Marcelaria benguelensis

Scientific classification
- Domain: Eukaryota
- Kingdom: Fungi
- Division: Ascomycota
- Class: Dothideomycetes
- Order: Trypetheliales
- Family: Trypetheliaceae
- Genus: Marcelaria
- Species: M. benguelensis
- Binomial name: Marcelaria benguelensis (Müll.Arg.) Aptroot, Nelsen & Parnmen (2013)
- Synonyms: Bathelium benguelense Müll.Arg. (1885); Laurera benguelensis (Müll.Arg.) Zahlbr. (1922); Laurera subbenguelensis Upreti & Ajay Singh (1987);

= Marcelaria benguelensis =

- Authority: (Müll.Arg.) Aptroot, Nelsen & Parnmen (2013)
- Synonyms: Bathelium benguelense Müll.Arg. (1885), Laurera benguelensis (Müll.Arg.) Zahlbr. (1922), Laurera subbenguelensis Upreti & Ajay Singh (1987)

Species of lichen

Marcelaria benguelensis is a tropical species of corticolous (bark-dwelling) and crustose lichen in the family Trypetheliaceae. It is found in continental southeast Asia.

==Taxonomy==
The lichen was first formally described in 1885 by Swiss botanist Johannes Müller Argoviensis as a species of Bathelium. The type specimen was collected in India. In 1922, Alexander Zahlbruckner transferred it to the genus Laurera. The taxon was one of three species transferred to the newly circumscribed genus Marcelaria in 2013.

The taxon Laurera subbenguelensis described in 1987 by Dalip Kumar Upreti and Ajay Singh from specimens found in Kerala, was later determined to be synonymous with Marcelaria benguelensis.

==Description==
Marcelaria benguelensis has an olive-green, crustose thallus with a surface that often has an orange pruina. The ascomata resemble warts on the thallus surface; they are 0.6–1 mm in diameter, and cluster together in groups of 2 to 6. The ascospores, which number 8 per ascus, are muriform (divided into chambers) with 15 to 23 septa running transversely through the spore and 3 to 7 that are longitudinal; the spores measure 50–80 by 17–23 μm and have a gelatinous sheath that is 3–12 μm thick.

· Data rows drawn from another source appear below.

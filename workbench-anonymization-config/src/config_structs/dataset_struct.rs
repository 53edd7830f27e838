use indexmap::IndexMap;
use serde::{Deserialize, Serialize};
use serde_json::Value;

use crate::wire_id::deserialize_id;

/// A single row, keyed by column name in the order the engine returned it.
pub type RowRecord = IndexMap<String, Value>;

/// A dataset as owned by the storage collaborator. Read-only to the workbench.
#[derive(Serialize, Deserialize, Clone, Debug, Default, PartialEq)]
pub struct Dataset {
    #[serde(deserialize_with = "deserialize_id")]
    pub id: String,
    pub name: String,
    #[serde(default)]
    pub column_names: Vec<String>,
    #[serde(default)]
    pub data: Vec<RowRecord>,
    #[serde(default, skip_serializing_if = "Option::is_none")]
    pub original_filename: Option<String>,
    #[serde(default, skip_serializing_if = "Option::is_none")]
    pub row_count: Option<u64>,
    #[serde(default, skip_serializing_if = "Option::is_none")]
    pub column_count: Option<u64>,
    #[serde(default, skip_serializing_if = "Option::is_none")]
    pub file_size: Option<u64>,
    #[serde(default, skip_serializing_if = "Option::is_none")]
    pub status: Option<String>,
    #[serde(default, skip_serializing_if = "Option::is_none")]
    pub created_at: Option<String>,
}

impl Dataset {
    /// Row count as reported by the engine, falling back to the rows carried along.
    pub fn rows(&self) -> u64 {
        self.row_count.unwrap_or(self.data.len() as u64)
    }

    pub fn columns(&self) -> u64 {
        self.column_count.unwrap_or(self.column_names.len() as u64)
    }
}
pub mod column_classifier_impl;
pub mod config_error;
pub mod config_structs;
pub mod configuration_draft_impl;
pub mod global_params_impl;
pub mod technique_assignor_impl;
pub mod wire_id;
pub mod wizard_step;

#[cfg(test)]
mod tests;
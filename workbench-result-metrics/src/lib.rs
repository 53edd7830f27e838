pub mod result_export;
pub mod result_metrics_impl;
pub mod result_structs;

#[cfg(test)]
mod tests;
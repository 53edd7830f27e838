use reqwest::StatusCode;
use serde_json::Value;
use thiserror::Error;

/// Failures talking to the anonymization engine. The `Display` text of every
/// variant is meant to be shown to the user as is.
#[derive(Debug, Error)]
pub enum EngineError {
    /// The request never got an HTTP answer (connect, DNS, timeout, reset).
    #[error("Cannot reach the processing engine at {base_url}. Check that the backend is running.")]
    Unreachable {
        base_url: String,
        #[source]
        source: reqwest::Error,
    },

    /// The engine answered with an error status.
    #[error("{message}")]
    Rejected { status: u16, message: String },

    #[error("An unexpected error occurred: {message}")]
    Unexpected { message: String },
}

impl EngineError {
    pub fn unexpected(message: impl Into<String>) -> Self {
        EngineError::Unexpected {
            message: message.into(),
        }
    }

    /// Builds the rejection from an error response body.
    ///
    /// Uses the engine's `detail` (or `message`) field when present, the
    /// operation fallback when the body is JSON without either, and a
    /// status-derived message when the body is not JSON at all.
    pub fn rejected(status: StatusCode, body: &str, fallback: &str) -> Self {
        let message = match serde_json::from_str::<Value>(body) {
            Ok(Value::Object(fields)) => ["detail", "message"]
                .iter()
                .find_map(|key| match fields.get(*key) {
                    Some(Value::String(text)) if !text.is_empty() => Some(text.clone()),
                    Some(Value::Null) | None => None,
                    Some(Value::String(_)) => None,
                    Some(other) => Some(other.to_string()),
                })
                .unwrap_or_else(|| fallback.to_string()),
            Ok(_) => fallback.to_string(),
            Err(_) => format!("Server error ({status})"),
        };

        EngineError::Rejected {
            status: status.as_u16(),
            message,
        }
    }

    pub fn is_unreachable(&self) -> bool {
        matches!(self, EngineError::Unreachable { .. })
    }
}
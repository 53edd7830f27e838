use std::fmt::Display;

use strum::EnumIter;

/// Steps of the configuration wizard.
///
/// Moving between steps is never gated on the completeness of the previous
/// step: partial configurations are allowed while editing and are validated
/// once, at submission (`ConfigurationDraft::validate`).
#[derive(Clone, Copy, Debug, Default, PartialEq, Eq, EnumIter)]
pub enum WizardStep {
    #[default]
    ColumnMapping,
    TechniqueSelection,
    Parameters,
}

impl WizardStep {
    pub fn next(self) -> Self {
        match self {
            WizardStep::ColumnMapping => WizardStep::TechniqueSelection,
            WizardStep::TechniqueSelection | WizardStep::Parameters => WizardStep::Parameters,
        }
    }

    pub fn previous(self) -> Self {
        match self {
            WizardStep::ColumnMapping | WizardStep::TechniqueSelection => {
                WizardStep::ColumnMapping
            }
            WizardStep::Parameters => WizardStep::TechniqueSelection,
        }
    }

    pub fn is_last(self) -> bool {
        self == WizardStep::Parameters
    }

    pub fn number(self) -> u8 {
        match self {
            WizardStep::ColumnMapping => 1,
            WizardStep::TechniqueSelection => 2,
            WizardStep::Parameters => 3,
        }
    }
}

impl Display for WizardStep {
    fn fmt(&self, f: &mut std::fmt::Formatter<'_>) -> std::fmt::Result {
        match self {
            WizardStep::ColumnMapping => write!(f, "Map columns"),
            WizardStep::TechniqueSelection => write!(f, "Select techniques"),
            WizardStep::Parameters => write!(f, "Set parameters"),
        }
    }
}
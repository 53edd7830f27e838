use std::collections::HashSet;

use tracing::{debug, warn};

use crate::column_classifier_impl::ColumnClassifier;
use crate::config_error::ConfigError;
use crate::config_structs::column_mapping_struct::{ColumnMapping, ColumnRole};
use crate::config_structs::configuration_struct::{ConfigurationDraft, ConfigurationPayload};
use crate::config_structs::dataset_struct::Dataset;
use crate::config_structs::draft_record_struct::DraftRecord;
use crate::config_structs::global_params_struct::GlobalParameters;
use crate::config_structs::technique_struct::TechniqueAssignment;

impl ConfigurationDraft {
    /// Starts a fresh draft for a dataset: every column `non-sensitive`, no
    /// techniques, default global parameters.
    pub fn for_dataset(dataset: &Dataset) -> Self {
        let column_mappings = ColumnClassifier::classify(dataset);
        let dataset_columns = column_mappings
            .iter()
            .map(|mapping| mapping.column.clone())
            .collect();

        Self {
            dataset_id: dataset.id.clone(),
            dataset_name: dataset.name.clone(),
            dataset_columns,
            name: default_name(&dataset.name),
            column_mappings,
            techniques: Vec::new(),
            global_params: GlobalParameters::default(),
        }
    }

    pub fn dataset_id(&self) -> &str {
        &self.dataset_id
    }

    pub fn name(&self) -> &str {
        &self.name
    }

    pub fn set_name(&mut self, name: impl Into<String>) {
        self.name = name.into();
    }

    pub fn column_mappings(&self) -> &[ColumnMapping] {
        &self.column_mappings
    }

    pub fn techniques(&self) -> &[TechniqueAssignment] {
        &self.techniques
    }

    pub fn global_params(&self) -> &GlobalParameters {
        &self.global_params
    }

    pub fn global_params_mut(&mut self) -> &mut GlobalParameters {
        &mut self.global_params
    }

    pub fn to_draft_record(&self) -> DraftRecord {
        DraftRecord {
            name: self.name.clone(),
            column_mappings: self.column_mappings.clone(),
            techniques: self.techniques.clone(),
            global_params: self.global_params,
        }
    }

    /// Overlays a saved draft on this draft.
    ///
    /// Saved roles only apply to columns the dataset still has, columns missing
    /// from the record keep their current role, and technique assignments that
    /// no longer fit (unknown column, identifier column) are dropped.
    pub fn apply_draft_record(&mut self, record: DraftRecord) {
        for mapping in &record.column_mappings {
            if self.set_role(&mapping.column, mapping.role).is_none() {
                debug!(
                    "Ignoring saved role of column {} missing from dataset {}",
                    mapping.column, self.dataset_id
                );
            }
        }

        self.techniques.clear();
        for assignment in record.techniques {
            if let Err(e) = self.assign(&assignment.column, assignment.parameters) {
                warn!("Dropping saved technique of column {}: {e}", assignment.column);
            }
        }

        self.global_params = record.global_params;

        if !record.name.trim().is_empty() {
            self.name = record.name;
        } else {
            self.name = default_name(&self.dataset_name);
        }
    }

    /// Checks completeness and domains before the configuration leaves the
    /// workbench. Navigation between wizard steps never calls this.
    pub fn validate(&self) -> Result<(), ConfigError> {
        if self.name.trim().is_empty() {
            return Err(ConfigError::EmptyName);
        }

        let mapped: HashSet<&str> = self
            .column_mappings
            .iter()
            .map(|mapping| mapping.column.as_str())
            .collect();
        let expected: HashSet<&str> = self.dataset_columns.iter().map(String::as_str).collect();

        if mapped != expected || mapped.len() != self.column_mappings.len() {
            let mut missing: Vec<String> = expected
                .difference(&mapped)
                .map(|column| column.to_string())
                .collect();
            let mut unexpected: Vec<String> = mapped
                .difference(&expected)
                .map(|column| column.to_string())
                .collect();
            missing.sort();
            unexpected.sort();
            return Err(ConfigError::MappingMismatch {
                missing,
                unexpected,
            });
        }

        for assignment in &self.techniques {
            match self.role_of(&assignment.column) {
                None => {
                    return Err(ConfigError::UnknownColumn {
                        column: assignment.column.clone(),
                    });
                }
                Some(role @ ColumnRole::Identifier) => {
                    return Err(ConfigError::IdentifierColumn {
                        column: assignment.column.clone(),
                        role,
                    });
                }
                Some(_) => assignment.parameters.validate()?,
            }
        }

        Ok(())
    }

    /// Validates the draft and turns it into the body of `POST /configs`.
    pub fn to_payload(&self) -> Result<ConfigurationPayload, ConfigError> {
        self.validate()?;

        Ok(ConfigurationPayload::builder()
            .dataset_id(self.dataset_id.as_str())
            .name(self.name.trim())
            .column_mappings(self.column_mappings.clone())
            .techniques(self.techniques.clone())
            .global_params(self.global_params)
            .build())
    }
}

fn default_name(dataset_name: &str) -> String {
    format!("Config for {dataset_name}")
}
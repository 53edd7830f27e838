use std::fmt::Display;

use strum::EnumIter;
use workbench_anonymization_config::config_structs::global_params_struct::GlobalParameters;
use workbench_anonymization_config::config_structs::technique_struct::{
    Technique, TechniqueParameters,
};

/// Dataset-wide parameters prompted on the last wizard step.
#[derive(Clone, Copy, Debug, PartialEq, Eq, EnumIter)]
pub enum GlobalParameter {
    K,
    L,
    T,
    Epsilon,
}

impl GlobalParameter {
    pub fn prompt(&self) -> &'static str {
        match self {
            GlobalParameter::K => "K-anonymity (minimum group size, at least 2)",
            GlobalParameter::L => "L-diversity (distinct sensitive values per group, at least 2)",
            GlobalParameter::T => "T-closeness (distribution distance, in (0, 1])",
            GlobalParameter::Epsilon => "Epsilon (privacy budget, at least 0.1)",
        }
    }

    pub fn current(&self, params: &GlobalParameters) -> String {
        match self {
            GlobalParameter::K => params.k().to_string(),
            GlobalParameter::L => params.l().to_string(),
            GlobalParameter::T => params.t().to_string(),
            GlobalParameter::Epsilon => params.epsilon().to_string(),
        }
    }

    /// Parses the typed value and stores it. `params` is unchanged on error.
    pub fn apply(&self, params: &mut GlobalParameters, input: &str) -> Result<(), String> {
        let input = input.trim();
        let result = match self {
            GlobalParameter::K => params.set_k(parse_number(self, input)?),
            GlobalParameter::L => params.set_l(parse_number(self, input)?),
            GlobalParameter::T => params.set_t(parse_number(self, input)?),
            GlobalParameter::Epsilon => params.set_epsilon(parse_number(self, input)?),
        };
        result.map_err(|e| e.to_string())
    }
}

impl Display for GlobalParameter {
    fn fmt(&self, f: &mut std::fmt::Formatter<'_>) -> std::fmt::Result {
        match self {
            GlobalParameter::K => write!(f, "k"),
            GlobalParameter::L => write!(f, "l"),
            GlobalParameter::T => write!(f, "t"),
            GlobalParameter::Epsilon => write!(f, "epsilon"),
        }
    }
}

/// Prompt for the single parameter of a technique, `None` for `Technique::None`.
pub fn technique_prompt(technique: Technique) -> Option<&'static str> {
    match technique {
        Technique::None => None,
        Technique::Generalization => Some("Number of bins (2-10)"),
        Technique::Suppression => Some("Suppression threshold (0.0-1.0)"),
        Technique::DifferentialPrivacy => Some("Epsilon (0.1-10.0)"),
    }
}

/// The parameter value as it is pre-filled in the prompt.
pub fn technique_input(parameters: &TechniqueParameters) -> String {
    match parameters {
        TechniqueParameters::None => String::new(),
        TechniqueParameters::Generalization { bins } => bins.to_string(),
        TechniqueParameters::Suppression { threshold } => threshold.to_string(),
        TechniqueParameters::DifferentialPrivacy { epsilon } => epsilon.to_string(),
    }
}

/// Parses the typed parameter of `technique` and checks it against its domain.
pub fn parse_technique_parameters(
    technique: Technique,
    input: &str,
) -> Result<TechniqueParameters, String> {
    let input = input.trim();
    let parameters = match technique {
        Technique::None => TechniqueParameters::None,
        Technique::Generalization => TechniqueParameters::Generalization {
            bins: input
                .parse()
                .map_err(|_| "bins must be a whole number within [2, 10]".to_string())?,
        },
        Technique::Suppression => TechniqueParameters::Suppression {
            threshold: input
                .parse()
                .map_err(|_| format!("'{input}' is not a number"))?,
        },
        Technique::DifferentialPrivacy => TechniqueParameters::DifferentialPrivacy {
            epsilon: input
                .parse()
                .map_err(|_| format!("'{input}' is not a number"))?,
        },
    };

    parameters.validate().map_err(|e| e.to_string())?;
    Ok(parameters)
}

fn parse_number<T: std::str::FromStr>(parameter: &GlobalParameter, input: &str) -> Result<T, String> {
    input
        .parse()
        .map_err(|_| format!("'{input}' is not a valid value for {parameter}"))
}
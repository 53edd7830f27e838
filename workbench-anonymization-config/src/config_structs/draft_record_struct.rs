use serde::{Deserialize, Serialize};

use super::column_mapping_struct::ColumnMapping;
use super::global_params_struct::GlobalParameters;
use super::technique_struct::TechniqueAssignment;

/// The in-progress configuration kept in the draft cache, one per dataset.
#[derive(Serialize, Deserialize, Clone, Debug, Default, PartialEq)]
#[serde(rename_all = "camelCase")]
pub struct DraftRecord {
    #[serde(default)]
    pub name: String,
    #[serde(default)]
    pub column_mappings: Vec<ColumnMapping>,
    #[serde(default)]
    pub techniques: Vec<TechniqueAssignment>,
    #[serde(default)]
    pub global_params: GlobalParameters,
}
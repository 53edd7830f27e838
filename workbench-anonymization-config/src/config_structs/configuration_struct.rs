use bon::Builder;
use serde::{Deserialize, Serialize};

use super::column_mapping_struct::ColumnMapping;
use super::global_params_struct::GlobalParameters;
use super::technique_struct::TechniqueAssignment;
use crate::wire_id::deserialize_id;

/// The editable configuration of a single dataset.
///
/// Construction goes through `ConfigurationDraft::for_dataset`, which seeds one
/// mapping per dataset column; the editing operations live in the
/// `column_classifier_impl`, `technique_assignor_impl` and
/// `configuration_draft_impl` modules.
#[derive(Clone, Debug, PartialEq)]
pub struct ConfigurationDraft {
    pub(crate) dataset_id: String,
    pub(crate) dataset_name: String,
    pub(crate) dataset_columns: Vec<String>,
    pub(crate) name: String,
    pub(crate) column_mappings: Vec<ColumnMapping>,
    pub(crate) techniques: Vec<TechniqueAssignment>,
    pub(crate) global_params: GlobalParameters,
}

/// Body of `POST /configs`.
#[derive(Serialize, Clone, Debug, PartialEq, Builder)]
pub struct ConfigurationPayload {
    #[builder(into)]
    pub dataset_id: String,
    #[builder(into)]
    pub name: String,
    pub column_mappings: Vec<ColumnMapping>,
    pub techniques: Vec<TechniqueAssignment>,
    pub global_params: GlobalParameters,
}

/// A configuration as stored by the engine, identified by its server id.
#[derive(Deserialize, Serialize, Clone, Debug, PartialEq)]
pub struct PersistedConfiguration {
    #[serde(deserialize_with = "deserialize_id")]
    pub id: String,
    #[serde(deserialize_with = "deserialize_id")]
    pub dataset_id: String,
    #[serde(default)]
    pub name: String,
    #[serde(default)]
    pub column_mappings: Vec<ColumnMapping>,
    #[serde(default)]
    pub techniques: Vec<TechniqueAssignment>,
    #[serde(default)]
    pub global_params: GlobalParameters,
    #[serde(default, skip_serializing_if = "Option::is_none")]
    pub created_at: Option<String>,
}
use thiserror::Error;
use workbench_anonymization_config::config_error::ConfigError;
use workbench_engine_client::engine_error::EngineError;

#[derive(Debug, Error)]
pub enum SubmissionError {
    #[error("a submission is already in progress")]
    AlreadyInFlight,

    /// No dataset is active, or the configuration belongs to another dataset.
    #[error("select a dataset before submitting")]
    NoDatasetSelected,

    #[error(transparent)]
    Invalid(#[from] ConfigError),

    #[error(transparent)]
    Engine(#[from] EngineError),
}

Marcelaria benguelensis contains the secondary compounds parietin and teloschistin (both anthraquinone pigments) and lichexanthone. The latter substance causes the thallus to fluoresce a yellow colour when shone with a UV light. Laboratory tests have shown that extracts of the lichen have antimicrobial properties, which are attributed to the presence of lichexanthone.

==Distribution==
The lichen has been recorded from Cambodia, India, Myanmar, the Philippines, and Thailand.